About Microvast Holdings
    Provides battery technologies for electric vehicles and energy storage solutions.
What are the underlying business or industry changes driving this perspective?
  • Continued investments in advanced battery technologies, such as all-solid-state and silicon-based cells, position Microvast to meet growing demand for high-performance, safer, and versatile battery solutions across sectors like EVs, energy storage, robotics, and aerospace-supporting higher-margin product mix and top-line revenue growth.
  • Strategic capacity expansion, including the new 2 GWh line at the Huzhou facility scheduled for Q4 2025, enables Microvast to capture accelerating order flow from the global electrification push, directly supporting volume growth and operating leverage, which is likely to enhance future revenue and gross margins.
  • Execution of multi-region growth strategies-particularly in EMEA and APAC, with a ramp-up in U.S. presence-allows Microvast to capitalize on shifting government policies and major fleet decarbonization mandates, expanding total addressable markets and improving customer diversification, positively impacting revenue visibility and risk-adjusted earnings.
  • Relentless focus on operational efficiency and cost discipline, demonstrated in consecutive improvements in gross margins and significant reductions in operating expenses, sets the stage for sustainable net margin and operating profit growth as revenue scales.
  • A robust pipeline of strategic partnerships and advanced product launches, alongside the company's ability to secure long-term contracts, supports recurring cash flow and long-term backlog, improving earnings stability and supporting the foundation for further market share gains.
Microvast Holdings Earnings and Revenue Growth

Microvast Holdings Future Earnings and Revenue Growth

Assumptions

How have these above catalysts been quantified?

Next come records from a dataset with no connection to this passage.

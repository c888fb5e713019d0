//! Per-agent unlock flags.

use crate::pool::aggregate::TriState;
use crate::pool::selection::SelectionStore;
use crate::roster::{AgentId, Registry};

/// Whether the player's account has each agent unlocked.
///
/// Indexed by [`AgentId`]. Fixed agents are always `true`.
#[derive(Debug, Clone, PartialEq, Eq)]
pub struct AvailabilityStore {
    available: Vec<bool>,
}

impl AvailabilityStore {
    /// Fresh-account state: only fixed agents are unlocked.
    pub fn new(registry: &Registry) -> Self {
        Self {
            available: registry.agents().iter().map(|a| a.is_fixed()).collect(),
        }
    }

    pub fn is_available(&self, id: AgentId) -> bool {
        self.available[id]
    }

    /// Set an agent's unlock flag.
    ///
    /// Fixed agents are left untouched. Locking an agent also drops it from
    /// the selection pool. Returns whether the flag changed.
    pub fn set(
        &mut self,
        registry: &Registry,
        selection: &mut SelectionStore,
        id: AgentId,
        value: bool,
    ) -> bool {
        if registry.spec(id).is_fixed() {
            return false;
        }
        let changed = self.available[id] != value;
        self.available[id] = value;
        if !value {
            selection.clear(id);
        }
        changed
    }

    /// Set every toggleable agent's unlock flag.
    pub fn set_all(&mut self, registry: &Registry, selection: &mut SelectionStore, value: bool) {
        for id in 0..registry.len() {
            self.set(registry, selection, id, value);
        }
    }

    /// Aggregate over toggleable agents only.
    pub fn aggregate(&self, registry: &Registry) -> TriState {
        let toggleable: Vec<AgentId> = (0..registry.len())
            .filter(|&id| !registry.spec(id).is_fixed())
            .collect();
        let unlocked = toggleable
            .iter()
            .filter(|&&id| self.available[id])
            .count();
        TriState::from_counts(toggleable.len(), unlocked)
    }

    /// Overwrite a flag while restoring a snapshot.
    ///
    /// Fixed agents stay unlocked whatever the snapshot says. Returns the
    /// value actually stored.
    pub(crate) fn restore(&mut self, registry: &Registry, id: AgentId, value: bool) -> bool {
        let stored = value || registry.spec(id).is_fixed();
        self.available[id] = stored;
        stored
    }
}
//! Cross-thread unlock reports.
//!
//! The engine is single-owner. A worker running on another thread that
//! observes an unlock change in game sends an [`UnlockReport`] through an
//! [`UnlockSender`]; the owning thread drains the [`UnlockInbox`] into the
//! engine between its own operations.

use crate::pool::engine::PoolEngine;
use serde::Serialize;
use crossbeam_channel::{Receiver, Sender, unbounded};

/// An externally observed unlock state.
#[derive(Debug, Clone, PartialEq, Eq)]
pub struct UnlockReport {
    pub agent: String,
    pub unlocked: bool,
}

/// Sending half, cheap to clone and `Send`.
#[derive(Debug, Clone)]
pub struct UnlockSender {
    tx: Sender<UnlockReport>,
}

impl UnlockSender {
    /// Queue a report. Returns `false` once the inbox is gone.
    pub fn report(&self, agent: impl Into<String>, unlocked: bool) -> bool {
        self.tx
            .send(UnlockReport {
                agent: agent.into(),
                unlocked,
            })
            .is_ok()
    }
}

/// Receiving half, kept by the engine-owning thread.
#[derive(Debug)]
pub struct UnlockInbox {
    rx: Receiver<UnlockReport>,
}

/// Outcome of one drain.
#[derive(Debug, Clone, Default, PartialEq, Eq, Serialize)]
pub struct DrainReport {
    pub applied: usize,
    /// Agents the roster does not know.
    pub rejected: Vec<String>,
}

/// Create a connected sender/inbox pair.
pub fn unlock_channel() -> (UnlockSender, UnlockInbox) {
    let (tx, rx) = unbounded();
    (UnlockSender { tx }, UnlockInbox { rx })
}

impl UnlockInbox {
    /// Apply every queued report without blocking.
    ///
    /// Each report is its own `set_available` operation, in arrival order.
    pub fn drain(&self, engine: &mut PoolEngine) -> DrainReport {
        let mut report = DrainReport::default();
        for unlock in self.rx.try_iter() {
            match engine.set_available(&unlock.agent, unlock.unlocked) {
                Ok(()) => report.applied += 1,
                Err(_) => report.rejected.push(unlock.agent),
            }
        }
        report
    }
}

  • Analysts are assuming Microvast Holdings's revenue will grow by 13.3% annually over the next 3 years.
  • Analysts assume that profit margins will increase from -6.8% today to 16.7% in 3 years time.
  • Analysts expect earnings to reach $104.2 million (and earnings per share of $0.31) by about May 2029, up from -$29.2 million today.
  • In order for the above numbers to justify the price target of the analysts, the company would need to trade at a PE ratio of 27.0x on those 2029 earnings, up from -21.4x today. This future PE is lower than the current PE for the US Machinery industry at 27.3x.
  • Analysts expect the number of shares outstanding to grow by 2.07% per year for the next 3 years.
  • To value all of this in today's terms, we will use a discount rate of 10.09%, as per the Simply Wall St company report.

Risks

What could happen that would invalidate this narrative?
  • Microvast's heavy manufacturing and expansion investments remain concentrated in China (e.g., major Huzhou facility expansions), exposing the company to increased risk from future geopolitical tensions, trade restrictions, or regulatory changes between China and the US/EU, which could disrupt its supply chains, limit market access, and place downward pressure on revenue growth and margins.
  • Despite improvements in adjusted profitability, Microvast reported a significant GAAP net loss driven by large noncash expenses, warrant liabilities, and convertible loan fair value changes; this accounting volatility highlights continued financial risk, which could lead to future equity dilution, increased borrowing, or pressure on net earnings if not addressed structurally.
  • The company's product roadmap is highly reliant on successful commercialization of next-generation all-solid-state battery technology and other innovations, but there is substantial execution risk regarding scaling new chemistries, potential delays, and whether evolving alternatives (such as solid-state solutions from competitors or other storage technologies) could limit market penetration or future revenue streams.
  • Microvast's customer base and geographic revenue mix show concentration risk: EMEA revenue was impacted by delayed customer platform launches, while US revenue remains a small fraction of the total. Reliance on a small number of large customers, or volatility in particular regions, may result in lumpy revenues and uncertainty in cash flow, affecting both top-line and bottom-line growth.
  • Industry-wide trends of increasing competition, price commoditization, and potential OEM vertical integration pose a long-term threat to Microvast's ability to sustain high gross margins; a more competitive pricing environment or customer moves to in-house battery production could significantly compress profitability and offset operational efficiency gains.

Valuation

How have all the factors above been brought together to estimate a fair value?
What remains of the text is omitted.